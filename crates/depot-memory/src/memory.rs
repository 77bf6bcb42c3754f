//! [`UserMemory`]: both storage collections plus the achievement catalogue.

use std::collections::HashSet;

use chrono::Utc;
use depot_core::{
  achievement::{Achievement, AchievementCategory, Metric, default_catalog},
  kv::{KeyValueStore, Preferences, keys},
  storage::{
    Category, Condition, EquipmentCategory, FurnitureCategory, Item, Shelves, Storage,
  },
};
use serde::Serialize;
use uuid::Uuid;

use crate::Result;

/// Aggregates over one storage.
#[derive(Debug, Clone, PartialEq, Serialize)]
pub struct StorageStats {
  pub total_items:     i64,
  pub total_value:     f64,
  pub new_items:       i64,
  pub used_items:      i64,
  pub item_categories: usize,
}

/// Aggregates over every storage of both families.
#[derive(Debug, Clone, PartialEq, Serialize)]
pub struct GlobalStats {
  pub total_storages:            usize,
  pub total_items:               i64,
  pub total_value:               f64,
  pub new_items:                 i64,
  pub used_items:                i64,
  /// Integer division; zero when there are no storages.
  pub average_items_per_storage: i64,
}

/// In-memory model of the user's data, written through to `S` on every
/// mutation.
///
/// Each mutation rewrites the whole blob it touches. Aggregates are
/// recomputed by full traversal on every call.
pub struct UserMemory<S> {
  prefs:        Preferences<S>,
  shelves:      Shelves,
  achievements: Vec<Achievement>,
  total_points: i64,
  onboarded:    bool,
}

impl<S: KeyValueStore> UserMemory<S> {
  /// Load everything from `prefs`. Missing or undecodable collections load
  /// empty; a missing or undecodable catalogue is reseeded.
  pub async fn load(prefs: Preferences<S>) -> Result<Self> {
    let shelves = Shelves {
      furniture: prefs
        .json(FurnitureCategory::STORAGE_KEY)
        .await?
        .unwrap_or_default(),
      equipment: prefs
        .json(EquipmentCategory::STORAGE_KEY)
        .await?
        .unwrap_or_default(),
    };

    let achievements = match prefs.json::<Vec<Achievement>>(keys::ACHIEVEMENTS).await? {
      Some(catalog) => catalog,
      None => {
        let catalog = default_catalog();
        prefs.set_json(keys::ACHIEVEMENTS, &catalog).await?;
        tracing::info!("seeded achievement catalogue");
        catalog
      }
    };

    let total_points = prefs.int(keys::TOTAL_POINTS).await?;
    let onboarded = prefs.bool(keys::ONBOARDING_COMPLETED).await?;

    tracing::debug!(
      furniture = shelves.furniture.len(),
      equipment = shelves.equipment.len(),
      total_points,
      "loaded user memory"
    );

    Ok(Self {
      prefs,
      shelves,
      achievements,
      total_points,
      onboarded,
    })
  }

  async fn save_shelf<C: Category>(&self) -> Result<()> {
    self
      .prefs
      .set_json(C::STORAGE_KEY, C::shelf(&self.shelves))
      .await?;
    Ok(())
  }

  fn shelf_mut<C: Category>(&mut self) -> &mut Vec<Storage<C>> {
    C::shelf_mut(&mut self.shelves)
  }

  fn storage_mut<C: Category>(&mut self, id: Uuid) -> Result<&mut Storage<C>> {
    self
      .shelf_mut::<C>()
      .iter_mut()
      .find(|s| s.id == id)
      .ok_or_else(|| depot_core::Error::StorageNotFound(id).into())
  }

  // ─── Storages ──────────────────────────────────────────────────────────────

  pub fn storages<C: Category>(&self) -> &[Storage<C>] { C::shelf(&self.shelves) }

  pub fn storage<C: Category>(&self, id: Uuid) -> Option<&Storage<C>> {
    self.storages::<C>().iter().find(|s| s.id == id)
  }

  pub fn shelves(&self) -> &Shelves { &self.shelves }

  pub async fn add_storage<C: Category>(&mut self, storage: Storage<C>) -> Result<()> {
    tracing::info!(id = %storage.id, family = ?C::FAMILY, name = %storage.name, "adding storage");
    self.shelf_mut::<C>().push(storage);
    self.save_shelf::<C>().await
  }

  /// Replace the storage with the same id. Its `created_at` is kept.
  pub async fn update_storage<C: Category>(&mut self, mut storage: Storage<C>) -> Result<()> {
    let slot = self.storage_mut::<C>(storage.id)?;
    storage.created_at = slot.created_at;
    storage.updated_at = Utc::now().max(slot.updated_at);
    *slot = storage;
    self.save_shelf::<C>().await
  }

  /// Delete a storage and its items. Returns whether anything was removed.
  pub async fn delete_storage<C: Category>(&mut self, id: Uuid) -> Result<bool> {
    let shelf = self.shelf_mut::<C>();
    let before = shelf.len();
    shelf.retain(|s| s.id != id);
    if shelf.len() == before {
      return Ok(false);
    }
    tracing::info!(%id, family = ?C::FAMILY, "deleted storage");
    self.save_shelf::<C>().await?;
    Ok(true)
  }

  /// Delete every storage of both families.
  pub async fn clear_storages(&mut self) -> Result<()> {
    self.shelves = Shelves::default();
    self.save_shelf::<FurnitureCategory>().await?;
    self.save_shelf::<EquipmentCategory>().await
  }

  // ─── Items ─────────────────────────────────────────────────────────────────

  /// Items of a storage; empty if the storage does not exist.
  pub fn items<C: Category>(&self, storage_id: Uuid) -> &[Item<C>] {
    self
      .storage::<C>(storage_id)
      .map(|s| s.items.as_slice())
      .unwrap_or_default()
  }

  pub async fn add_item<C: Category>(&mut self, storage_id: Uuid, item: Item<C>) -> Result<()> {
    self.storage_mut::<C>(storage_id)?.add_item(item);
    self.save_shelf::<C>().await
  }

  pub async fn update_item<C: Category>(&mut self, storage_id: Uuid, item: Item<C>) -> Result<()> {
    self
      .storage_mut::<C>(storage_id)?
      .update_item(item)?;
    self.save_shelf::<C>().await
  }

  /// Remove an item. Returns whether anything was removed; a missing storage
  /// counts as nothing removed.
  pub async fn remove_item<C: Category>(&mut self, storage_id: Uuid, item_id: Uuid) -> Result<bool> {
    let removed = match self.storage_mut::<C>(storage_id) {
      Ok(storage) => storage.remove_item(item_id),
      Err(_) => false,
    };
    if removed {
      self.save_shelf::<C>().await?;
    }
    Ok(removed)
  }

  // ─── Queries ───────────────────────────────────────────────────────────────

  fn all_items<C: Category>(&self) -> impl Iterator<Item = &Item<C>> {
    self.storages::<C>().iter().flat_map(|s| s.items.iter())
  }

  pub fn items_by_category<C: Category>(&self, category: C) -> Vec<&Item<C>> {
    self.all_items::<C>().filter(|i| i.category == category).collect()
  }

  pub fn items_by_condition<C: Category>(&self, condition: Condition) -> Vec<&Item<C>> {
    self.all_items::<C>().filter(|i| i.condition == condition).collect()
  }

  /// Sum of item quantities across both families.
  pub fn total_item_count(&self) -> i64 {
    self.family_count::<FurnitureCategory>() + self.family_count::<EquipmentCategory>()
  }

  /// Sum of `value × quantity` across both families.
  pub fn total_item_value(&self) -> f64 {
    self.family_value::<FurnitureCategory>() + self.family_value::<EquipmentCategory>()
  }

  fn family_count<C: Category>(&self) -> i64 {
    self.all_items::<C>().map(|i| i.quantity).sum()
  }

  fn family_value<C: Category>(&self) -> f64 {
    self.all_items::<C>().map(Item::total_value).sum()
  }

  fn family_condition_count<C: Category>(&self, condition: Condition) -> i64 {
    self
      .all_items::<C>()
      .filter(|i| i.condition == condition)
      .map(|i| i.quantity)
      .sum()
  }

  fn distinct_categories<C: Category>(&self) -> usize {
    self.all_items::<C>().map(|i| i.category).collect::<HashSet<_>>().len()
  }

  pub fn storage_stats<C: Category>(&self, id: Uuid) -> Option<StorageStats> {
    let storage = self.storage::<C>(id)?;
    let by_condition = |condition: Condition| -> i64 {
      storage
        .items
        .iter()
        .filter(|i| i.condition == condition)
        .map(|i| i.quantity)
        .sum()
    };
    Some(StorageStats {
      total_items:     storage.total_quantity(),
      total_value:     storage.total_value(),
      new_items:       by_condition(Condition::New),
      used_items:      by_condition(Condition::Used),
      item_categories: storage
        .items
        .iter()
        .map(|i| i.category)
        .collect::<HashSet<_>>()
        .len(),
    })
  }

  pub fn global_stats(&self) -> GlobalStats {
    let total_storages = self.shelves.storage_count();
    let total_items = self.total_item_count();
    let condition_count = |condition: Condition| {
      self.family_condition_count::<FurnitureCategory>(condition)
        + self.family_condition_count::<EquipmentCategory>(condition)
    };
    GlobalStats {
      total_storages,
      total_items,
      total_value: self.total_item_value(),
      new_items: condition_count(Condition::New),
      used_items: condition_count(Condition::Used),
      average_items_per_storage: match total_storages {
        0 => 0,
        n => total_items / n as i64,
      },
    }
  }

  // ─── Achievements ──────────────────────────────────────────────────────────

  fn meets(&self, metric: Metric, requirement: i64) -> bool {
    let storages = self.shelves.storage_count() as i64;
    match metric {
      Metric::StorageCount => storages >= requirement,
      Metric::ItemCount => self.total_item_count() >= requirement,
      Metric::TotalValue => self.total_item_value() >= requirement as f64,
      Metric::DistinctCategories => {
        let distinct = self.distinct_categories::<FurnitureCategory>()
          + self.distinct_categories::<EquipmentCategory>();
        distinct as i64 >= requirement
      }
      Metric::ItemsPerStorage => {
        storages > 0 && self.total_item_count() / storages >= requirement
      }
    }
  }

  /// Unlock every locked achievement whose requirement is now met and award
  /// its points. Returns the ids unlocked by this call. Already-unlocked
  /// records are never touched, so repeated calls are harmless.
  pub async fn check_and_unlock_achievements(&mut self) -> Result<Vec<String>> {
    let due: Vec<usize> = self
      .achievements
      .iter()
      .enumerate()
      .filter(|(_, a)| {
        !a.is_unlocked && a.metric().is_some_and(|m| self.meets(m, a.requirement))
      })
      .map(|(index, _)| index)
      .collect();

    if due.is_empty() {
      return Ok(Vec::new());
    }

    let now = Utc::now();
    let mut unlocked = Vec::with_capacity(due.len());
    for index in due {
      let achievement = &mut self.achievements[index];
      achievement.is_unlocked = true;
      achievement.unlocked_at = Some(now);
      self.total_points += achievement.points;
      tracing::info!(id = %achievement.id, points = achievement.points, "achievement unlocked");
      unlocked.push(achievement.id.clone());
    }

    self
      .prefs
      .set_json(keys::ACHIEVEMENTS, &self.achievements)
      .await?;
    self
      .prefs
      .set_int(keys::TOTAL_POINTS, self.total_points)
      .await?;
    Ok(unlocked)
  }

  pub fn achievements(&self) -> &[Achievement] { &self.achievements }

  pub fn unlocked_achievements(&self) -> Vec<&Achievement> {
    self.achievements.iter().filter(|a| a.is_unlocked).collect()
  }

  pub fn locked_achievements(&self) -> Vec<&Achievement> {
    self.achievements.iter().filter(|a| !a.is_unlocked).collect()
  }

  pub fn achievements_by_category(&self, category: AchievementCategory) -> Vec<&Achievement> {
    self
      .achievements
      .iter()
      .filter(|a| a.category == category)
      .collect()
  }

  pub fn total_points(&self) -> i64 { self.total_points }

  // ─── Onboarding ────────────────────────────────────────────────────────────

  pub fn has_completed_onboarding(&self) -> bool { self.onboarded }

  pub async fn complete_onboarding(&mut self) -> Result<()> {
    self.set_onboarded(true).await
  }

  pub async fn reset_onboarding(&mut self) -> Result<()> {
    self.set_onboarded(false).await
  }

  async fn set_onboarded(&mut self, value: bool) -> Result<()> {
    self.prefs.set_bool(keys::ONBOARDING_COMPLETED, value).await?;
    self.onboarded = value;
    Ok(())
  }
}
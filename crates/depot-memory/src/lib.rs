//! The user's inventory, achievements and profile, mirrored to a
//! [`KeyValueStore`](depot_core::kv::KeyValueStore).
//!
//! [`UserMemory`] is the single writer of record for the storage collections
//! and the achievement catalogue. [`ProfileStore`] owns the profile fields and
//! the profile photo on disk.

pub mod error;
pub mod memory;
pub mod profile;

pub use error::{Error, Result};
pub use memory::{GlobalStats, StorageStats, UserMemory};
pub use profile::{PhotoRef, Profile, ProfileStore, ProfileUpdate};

HOW TO COMPLETE THIS TASK
Retype only the lines running from the top of the listing to the line that holds "use serde::Serialize;", both ends included.

ANSWER BOX
filename crates/depot-memory/src/memory.rs
repository 77bf6bcb42c3754f
//! [`UserMemory`]: both storage collections plus the achievement catalogue.

use std::collections::HashSet;

use chrono::Utc;
use depot_core::{
  achievement::{Achievement, AchievementCategory, Metric, default_catalog},
  kv::{KeyValueStore, Preferences, keys},
  storage::{
    Category, Condition, EquipmentCategory, FurnitureCategory, Item, Shelves, Storage,
  },
};
use serde::Serialize;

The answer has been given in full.